By October there were only 17 men left with Che, and the Bolivian Army’s 2nd Ranger Battalion encirclement was drawing tighter. His determined rebels tried to break out on 8 October, 1967. Philip Agee reports on the death of Guevara, “There was nothing glamorous or dramatic about the end. Che was wounded in the leg and captured along with four men who chose to stay with their leader. Several of the others actually escaped.


“They took Che to a nearby village, La Higueras, where a Bolivian officer and CIA agents Felix Ramos and Gustavo Villodo interrogated him. A bit later, the order to kill him came down from La Paz, probably by way of the CIA headquarters in Langley. Around noon on the 9th, a Bolivian sergeant, Mario Teran, shot Guevara several times, killing him.”


Felix Ramos was the cover name of CIA legend Felix Rodriquez, who was posing as a Bolivian Army officer, a role that fooled the journalists present. It was Rodriquez who handled communication between the site and Langley, and who later briefed President Johnson and other officials about the death of Guevara. Rodriguez gave the orders to shoot Guevara and told the Bolivians not to shoot him in the face so the wounds would appear to be combat related if necessary.

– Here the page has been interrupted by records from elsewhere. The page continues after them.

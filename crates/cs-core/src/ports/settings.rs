use async_trait::async_trait;

use crate::settings::model::Settings;

/// Read access to durable configuration.
///
/// The monitor loads a fresh snapshot at the start of every tick
/// instead of being pushed updates mid-tick; external changes become
/// visible at the next tick boundary and never tear a running
/// pipeline pass.
#[async_trait]
pub trait SettingsPort: Send + Sync {
    async fn load(&self) -> Settings;
}
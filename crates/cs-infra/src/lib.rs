//! # cs-infra
//!
//! Filesystem-backed infrastructure for clipsentry: the TOML settings
//! repository and the pause-marker file. No OS clipboard access lives
//! here; that is cs-platform territory.

pub mod pause;
pub mod settings;

pub use pause::PauseMarker;
pub use settings::FileSettingsRepository;
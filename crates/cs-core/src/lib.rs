//! # cs-core
//!
//! Core domain models and business logic for clipsentry.
//!
//! This crate contains pure monitoring-engine logic without any
//! infrastructure dependencies: clipboard snapshots, the
//! loop-prevention fingerprint cache, the module registry, the
//! settings model, and the port interfaces implemented by the
//! infrastructure and platform layers.

// Public module exports
pub mod clipboard;
pub mod errors;
pub mod fingerprint;
pub mod module;
pub mod ports;
pub mod settings;

// Re-export commonly used types at the crate root
pub use clipboard::{ClipboardSnapshot, ContentType, Fingerprint};
pub use errors::{ConfigError, DetectionError, ModuleExecutionError, ValidationError};
pub use fingerprint::ContentFingerprintCache;
pub use module::{
    ActiveModule, ModuleCandidate, ModuleCapability, ModuleDescriptor, ModuleProcessor,
    ModuleRegistry, ProcessingResult,
};
pub use settings::model::Settings;
pub mod hash;
pub mod snapshot;

pub use hash::Fingerprint;
pub use snapshot::{ClipboardSnapshot, ContentType};
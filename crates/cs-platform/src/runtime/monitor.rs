//! Monitor runtime.
//!
//! One background task owns the detector tick: check the pause
//! signal, re-read the settings snapshot, poll the active detection
//! strategy, and hand any snapshot to the pipeline handler. The error
//! policy observes every poll outcome and decides downgrade or
//! shutdown.
//!
//! External mutation (pause toggle, module switches, interval
//! changes) only ever reaches this loop through durable state re-read
//! at the start of a tick; nothing is pushed into a running tick.

use log::{debug, error, info, trace, warn};
use std::sync::atomic::{AtomicBool, Ordering};
use std::sync::{Arc, Mutex};
use thiserror::Error;

use cs_core::module::ModuleRegistry;
use cs_core::ports::{
    ChangeCounterPort, PauseSignalPort, SettingsPort, SnapshotHandlerPort, SystemClipboardPort,
};

use super::detector::{CounterStrategy, DetectionStrategy, HashPollingStrategy, StrategyKind};
use super::error_policy::{ErrorPolicy, PolicyAction};

#[derive(Debug, Error)]
pub enum MonitorError {
    #[error("change detection failed on both the native and the fallback strategy; giving up")]
    StrategiesExhausted,
}

/// Tick-local detector state, traced for diagnostics.
#[derive(Debug, Clone, Copy, PartialEq, Eq)]
enum DetectorState {
    Idle,
    Watching,
    ChangeDetected,
}

pub struct MonitorRuntime {
    clipboard: Arc<dyn SystemClipboardPort>,
    counter: Option<Arc<dyn ChangeCounterPort>>,
    pause: Arc<dyn PauseSignalPort>,
    settings: Arc<dyn SettingsPort>,
    registry: Arc<Mutex<ModuleRegistry>>,
    handler: Arc<dyn SnapshotHandlerPort>,
    running: AtomicBool,
}

impl MonitorRuntime {
    pub fn new(
        clipboard: Arc<dyn SystemClipboardPort>,
        counter: Option<Arc<dyn ChangeCounterPort>>,
        pause: Arc<dyn PauseSignalPort>,
        settings: Arc<dyn SettingsPort>,
        registry: Arc<Mutex<ModuleRegistry>>,
        handler: Arc<dyn SnapshotHandlerPort>,
    ) -> Self {
        Self {
            clipboard,
            counter,
            pause,
            settings,
            registry,
            handler,
            running: AtomicBool::new(false),
        }
    }

    /// Ask the loop to end after the current tick. The in-flight
    /// pipeline run, if any, completes; nothing is interrupted.
    pub fn request_stop(&self) {
        self.running.store(false, Ordering::Release);
    }

    /// Run the detector loop until `request_stop` or a terminal
    /// error-policy decision. Idempotent: a second concurrent call
    /// returns immediately.
    pub async fn run(&self) -> Result<(), MonitorError> {
        if self
            .running
            .compare_exchange(false, true, Ordering::AcqRel, Ordering::Acquire)
            .is_err()
        {
            return Ok(());
        }

        let mut strategy = self.initial_strategy();
        let mut policy = ErrorPolicy::new(self.settings.load().await.detector.failure_threshold);

        while self.running.load(Ordering::Acquire) {
            // Immutable snapshot for this tick.
            let settings = self.settings.load().await;
            policy.set_threshold(settings.detector.failure_threshold);

            let interval = match strategy.kind() {
                StrategyKind::Native => settings.enhanced_check_interval(),
                StrategyKind::Polling => settings.polling_interval(),
            };

            if self.pause.is_paused() {
                // Skip the tick wholly: no snapshot, no cache or
                // counter state, no failure accounting.
                trace!("paused; tick skipped");
                tokio::time::sleep(interval).await;
                continue;
            }

            self.registry.lock().unwrap().apply_settings(&settings.modules);

            let mut state = DetectorState::Watching;
            trace!("detector state: {state:?}");

            match strategy.poll(settings.security.max_clipboard_size).await {
                Ok(Some(snapshot)) => {
                    policy.record_success();
                    state = DetectorState::ChangeDetected;
                    trace!("detector state: {state:?}");
                    debug!(
                        "clipboard change detected (fingerprint {})",
                        snapshot.fingerprint.short()
                    );

                    if let Err(err) = self
                        .handler
                        .on_clipboard_changed(snapshot, settings.clone())
                        .await
                    {
                        // Module failures are contained inside the
                        // pipeline; reaching here means the dispatch
                        // infrastructure itself failed.
                        error!("pipeline dispatch failed: {err:#}");
                    }
                }
                Ok(None) => {
                    policy.record_success();
                }
                Err(err) => {
                    warn!("change detection failed: {err}");
                    let on_fallback = strategy.kind() == StrategyKind::Polling;
                    match policy.record_failure(on_fallback) {
                        PolicyAction::Continue => {}
                        PolicyAction::Downgrade => {
                            warn!(
                                "{} consecutive detection failures; downgrading to content-hash polling",
                                settings.detector.failure_threshold
                            );
                            strategy = Box::new(HashPollingStrategy::new(self.clipboard.clone()));
                        }
                        PolicyAction::Shutdown => {
                            self.running.store(false, Ordering::Release);
                            let terminal = MonitorError::StrategiesExhausted;
                            error!(
                                "{terminal} ({} consecutive fallback failures)",
                                policy.consecutive_failures()
                            );
                            return Err(terminal);
                        }
                    }
                }
            }

            state = DetectorState::Idle;
            trace!("detector state: {state:?}");

            // Re-read the kind: a downgrade this tick switches to the
            // polling cadence immediately.
            let interval = match strategy.kind() {
                StrategyKind::Native => settings.enhanced_check_interval(),
                StrategyKind::Polling => settings.polling_interval(),
            };
            tokio::time::sleep(interval).await;
        }

        info!("monitor loop stopped");
        Ok(())
    }

    /// Prefer the native change counter; probe it once so a dead
    /// capability downgrades immediately, logged exactly once.
    fn initial_strategy(&self) -> Box<dyn DetectionStrategy> {
        match &self.counter {
            Some(counter) => match counter.change_count() {
                Ok(_) => {
                    info!("change detection: native change counter");
                    Box::new(CounterStrategy::new(counter.clone(), self.clipboard.clone()))
                }
                Err(err) => {
                    warn!("native change counter unavailable ({err}); using content-hash polling");
                    Box::new(HashPollingStrategy::new(self.clipboard.clone()))
                }
            },
            None => {
                warn!("no native change counter on this platform; using content-hash polling");
                Box::new(HashPollingStrategy::new(self.clipboard.clone()))
            }
        }
    }
}
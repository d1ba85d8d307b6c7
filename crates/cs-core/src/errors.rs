//! Error taxonomy for the monitoring engine.
//!
//! - `DetectionError` flows to the error policy for counting and
//!   downgrade/shutdown decisions.
//! - `ValidationError` is contained at discovery time; the offending
//!   module is excluded and startup continues.
//! - `ModuleExecutionError` is contained per module inside the
//!   pipeline; other modules still run.
//! - `ConfigError` is always recovered locally with defaults.

use std::time::Duration;
use thiserror::Error;

/// Failure of the underlying change-detection capability.
#[derive(Debug, Error)]
pub enum DetectionError {
    #[error("clipboard read failed: {0}")]
    ReadFailed(String),

    #[error("change counter unavailable: {0}")]
    CounterUnavailable(String),
}

/// A discovered module failed interface validation.
#[derive(Debug, Error)]
pub enum ValidationError {
    #[error("module '{name}' exposes no process entry point")]
    MissingEntryPoint { name: String },

    #[error("module '{name}' entry point is not callable: {reason}")]
    NotCallable { name: String, reason: String },

    #[error("module '{name}' failed to load: {reason}")]
    LoadFailed { name: String, reason: String },
}

/// Failure of a single module invocation during dispatch.
#[derive(Debug, Clone, Error)]
pub enum ModuleExecutionError {
    #[error("module returned an error: {0}")]
    Failed(String),

    #[error("module panicked")]
    Panicked,

    #[error("module exceeded its {budget:?} execution budget")]
    TimedOut { budget: Duration },
}

/// Malformed settings. Never fatal; the reader falls back to the
/// documented default and logs a warning.
#[derive(Debug, Error)]
pub enum ConfigError {
    #[error("settings file could not be read: {0}")]
    Unreadable(String),

    #[error("settings file is not valid TOML: {0}")]
    Malformed(String),
}
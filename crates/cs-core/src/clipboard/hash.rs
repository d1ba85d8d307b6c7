use serde::{Deserialize, Serialize};
use std::fmt;

/// Deterministic hash of clipboard content used to test
/// recent-processing identity.
///
/// Stored hex-encoded so it can be logged and compared without
/// carrying raw bytes around.
#[derive(Debug, Clone, PartialEq, Eq, Hash, Serialize, Deserialize)]
pub struct Fingerprint(String);

impl Fingerprint {
    pub fn of_bytes(bytes: &[u8]) -> Self {
        Self(hex::encode(blake3::hash(bytes).as_bytes()))
    }

    pub fn of_text(text: &str) -> Self {
        Self::of_bytes(text.as_bytes())
    }

    pub fn as_str(&self) -> &str {
        &self.0
    }

    /// Short prefix for log lines.
    pub fn short(&self) -> &str {
        &self.0[..12]
    }
}

impl fmt::Display for Fingerprint {
    fn fmt(&self, f: &mut fmt::Formatter<'_>) -> fmt::Result {
        f.write_str(&self.0)
    }
}

#[cfg(test)]
mod tests {
    use super::*;

    #[test]
    fn identical_text_produces_identical_fingerprint() {
        assert_eq!(Fingerprint::of_text("# Title"), Fingerprint::of_text("# Title"));
    }

    #[test]
    fn different_text_produces_different_fingerprint() {
        assert_ne!(Fingerprint::of_text("a"), Fingerprint::of_text("b"));
    }

    #[test]
    fn fingerprint_is_hex_encoded_blake3() {
        let fp = Fingerprint::of_text("hello");
        assert_eq!(fp.as_str().len(), 64);
        assert!(fp.as_str().chars().all(|c| c.is_ascii_hexdigit()));
    }
}
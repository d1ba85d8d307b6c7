//! Port interfaces for the monitoring engine
//!
//! Ports define the contract between the engine logic and the
//! infrastructure/platform implementations, keeping the core free of
//! OS and filesystem dependencies.

pub mod change_counter;
pub mod clipboard;
pub mod discovery;
pub mod handler;
pub mod pause;
pub mod settings;

pub use change_counter::ChangeCounterPort;
pub use clipboard::SystemClipboardPort;
pub use discovery::ModuleDiscoveryPort;
pub use handler::SnapshotHandlerPort;
pub use pause::{PauseSignalError, PauseSignalPort};
pub use settings::SettingsPort;
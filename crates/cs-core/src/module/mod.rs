pub mod descriptor;
pub mod processor;
pub mod registry;

pub use descriptor::{ModuleDescriptor, ProcessingResult};
pub use processor::{ModuleCandidate, ModuleCapability, ModuleProcessor};
pub use registry::{ActiveModule, ModuleRegistry};
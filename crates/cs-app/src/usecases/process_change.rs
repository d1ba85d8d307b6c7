//! Processing pipeline use case.
//!
//! Reacts to one detected clipboard change: consults the
//! loop-prevention cache, dispatches the content through every active
//! module under an execution-time budget, and records whatever a
//! module wrote back so the echo never re-enters the pipeline.
//!
//! Exactly one run is active at any instant. The run lock is the
//! mutex guarding the fingerprint cache; a snapshot arriving while a
//! run is active replaces any parked one ("latest wins") and is
//! drained by the lock holder before the lock is released.

use std::sync::{Arc, Mutex as StdMutex};
use std::time::{Duration, Instant};

use anyhow::Result;
use async_trait::async_trait;
use tokio::sync::Mutex;
use tracing::{debug, info_span, warn, Instrument};

use cs_core::clipboard::ClipboardSnapshot;
use cs_core::errors::ModuleExecutionError;
use cs_core::fingerprint::ContentFingerprintCache;
use cs_core::module::{ActiveModule, ModuleRegistry, ProcessingResult};
use cs_core::ports::{SnapshotHandlerPort, SystemClipboardPort};
use cs_core::settings::model::Settings;

use crate::report::ProcessingReportLog;

#[derive(Debug, Clone, Copy, PartialEq, Eq)]
pub enum DispatchOutcome {
    /// The cache recognized the content; the loop ends here.
    SuppressedEcho,
    /// All active modules ran; results were reported.
    Completed,
    /// Another run holds the lock; the snapshot was parked as the
    /// latest pending one.
    Deferred,
}

pub struct ProcessingPipeline {
    clipboard: Arc<dyn SystemClipboardPort>,
    registry: Arc<StdMutex<ModuleRegistry>>,
    reports: Arc<ProcessingReportLog>,

    /// The single global processing lock; the cache lives inside it
    /// because only the lock holder may consult or update it.
    cache: Mutex<ContentFingerprintCache>,

    /// Latest-wins slot for snapshots arriving mid-run. Each parked
    /// snapshot keeps the settings of its own tick.
    pending: StdMutex<Option<(ClipboardSnapshot, Settings)>>,
}

impl ProcessingPipeline {
    pub fn new(
        clipboard: Arc<dyn SystemClipboardPort>,
        registry: Arc<StdMutex<ModuleRegistry>>,
        reports: Arc<ProcessingReportLog>,
        cache_capacity: usize,
        cooldown_window: Duration,
    ) -> Self {
        Self {
            clipboard,
            registry,
            reports,
            cache: Mutex::new(ContentFingerprintCache::new(cache_capacity, cooldown_window)),
            pending: StdMutex::new(None),
        }
    }

    /// Dispatch one snapshot. Non-reentrant: if a run is already
    /// active the snapshot is parked (replacing any previously parked
    /// one) and processed by the active run before it releases the
    /// lock. A snapshot that lands in the narrow window between the
    /// final drain check and the lock release waits for the next
    /// dispatch, which in steady detector operation is the next tick.
    pub async fn dispatch(
        &self,
        snapshot: ClipboardSnapshot,
        settings: &Settings,
    ) -> DispatchOutcome {
        let mut cache = match self.cache.try_lock() {
            Ok(guard) => guard,
            Err(_) => {
                debug!("pipeline busy; snapshot parked (latest wins)");
                *self.pending.lock().unwrap() = Some((snapshot, settings.clone()));
                return DispatchOutcome::Deferred;
            }
        };

        let outcome = self.run_one(&mut cache, snapshot, settings).await;

        // Drain whatever arrived while this run held the lock, each
        // under the settings snapshot of its own dispatch.
        loop {
            let parked = self.pending.lock().unwrap().take();
            match parked {
                Some((next, next_settings)) => {
                    self.run_one(&mut cache, next, &next_settings).await;
                }
                None => break,
            }
        }

        outcome
    }

    /// Cache fingerprints, exposed so callers can assert the cache
    /// survives pause/resume cycles untouched.
    pub async fn cache_fingerprints(&self) -> Vec<cs_core::clipboard::Fingerprint> {
        self.cache.lock().await.fingerprints()
    }

    async fn run_one(
        &self,
        cache: &mut ContentFingerprintCache,
        snapshot: ClipboardSnapshot,
        settings: &Settings,
    ) -> DispatchOutcome {
        let span = info_span!("pipeline.run", fingerprint = %snapshot.fingerprint.short());

        async {
            if cache.has_processed(&snapshot.content) {
                debug!("fingerprint cache hit; dispatch suppressed");
                return DispatchOutcome::SuppressedEcho;
            }

            // Record the incoming content first: dispatching the same
            // content again within the cooldown window must not run
            // the modules a second time.
            cache.record(&snapshot.content);

            let modules = self.registry.lock().unwrap().active_modules();
            let budget = settings.module_timeout();
            let mut any_modified = false;

            for module in modules {
                let result = run_module(&module, &snapshot.content, budget).await;

                if let Some(error) = &result.error {
                    warn!(module = %result.module_name, %error, "module failed; continuing");
                    self.registry
                        .lock()
                        .unwrap()
                        .record_error(&result.module_name, error);
                } else {
                    debug!(
                        module = %result.module_name,
                        modified = result.modified,
                        duration_ms = result.duration.as_millis() as u64,
                        "module finished"
                    );
                }

                any_modified |= result.modified;
                self.reports.push(result);
            }

            // A module rewrote the clipboard: record the new content
            // before releasing the lock so the echo is suppressed on
            // the very next tick.
            if any_modified {
                match self.clipboard.read_text().await {
                    Ok(Some(new_content)) => cache.record(&new_content),
                    Ok(None) => {}
                    Err(err) => {
                        warn!("clipboard re-read after module rewrite failed: {err:#}")
                    }
                }
            }

            DispatchOutcome::Completed
        }
        .instrument(span)
        .await
    }
}

#[async_trait]
impl SnapshotHandlerPort for ProcessingPipeline {
    async fn on_clipboard_changed(
        &self,
        snapshot: ClipboardSnapshot,
        settings: Settings,
    ) -> Result<()> {
        self.dispatch(snapshot, &settings).await;
        Ok(())
    }
}

/// Run one module on a blocking worker joined with the execution
/// budget. A panic or timeout becomes the module's error; the worker
/// of a timed-out module is left to finish detached (cooperative
/// cancellation only).
async fn run_module(module: &ActiveModule, content: &str, budget: Duration) -> ProcessingResult {
    let processor = Arc::clone(&module.processor);
    let content = content.to_string();
    let started = Instant::now();

    let worker = tokio::task::spawn_blocking(move || processor.process(&content));

    let error = match tokio::time::timeout(budget, worker).await {
        Err(_) => Some(ModuleExecutionError::TimedOut { budget }),
        Ok(Err(join_err)) if join_err.is_panic() => Some(ModuleExecutionError::Panicked),
        Ok(Err(join_err)) => Some(ModuleExecutionError::Failed(join_err.to_string())),
        Ok(Ok(Err(err))) => Some(ModuleExecutionError::Failed(format!("{err:#}"))),
        Ok(Ok(Ok(modified))) => {
            return ProcessingResult {
                module_name: module.name.clone(),
                modified,
                duration: started.elapsed(),
                error: None,
            }
        }
    };

    ProcessingResult {
        module_name: module.name.clone(),
        modified: false,
        duration: started.elapsed(),
        error,
    }
}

Rodriguez personally told Guevara his fate. Then, after his death, his hands were severed as evidence of his identity and death. Rodriguez also removed Guevara’s Rolex watch, which he still has to this day.


The body was flown to Vallegrande under the direction of Gustavo Villoldo. The body was identified and photographed by medical, military and CIA men, plus by two British journalists, Richard Gott and Christopher Roper. Despite press reports to the contrary, Guevara’s body was secretly buried in a desolate area near Vallegrande under Villolodo’s supervision. That burial site was not discovered until 1997. His remains were returned to Cuba and he was reburied officially with Fidel Castro leading the ceremony.


Tania’s body was buried in a vault of honor amid great pomp and publicity with Fidel Castro doing the honors. While the KGB did not bring home its dead agents, even a female one who became a legend, they sometimes bent the rules when it suited their mission.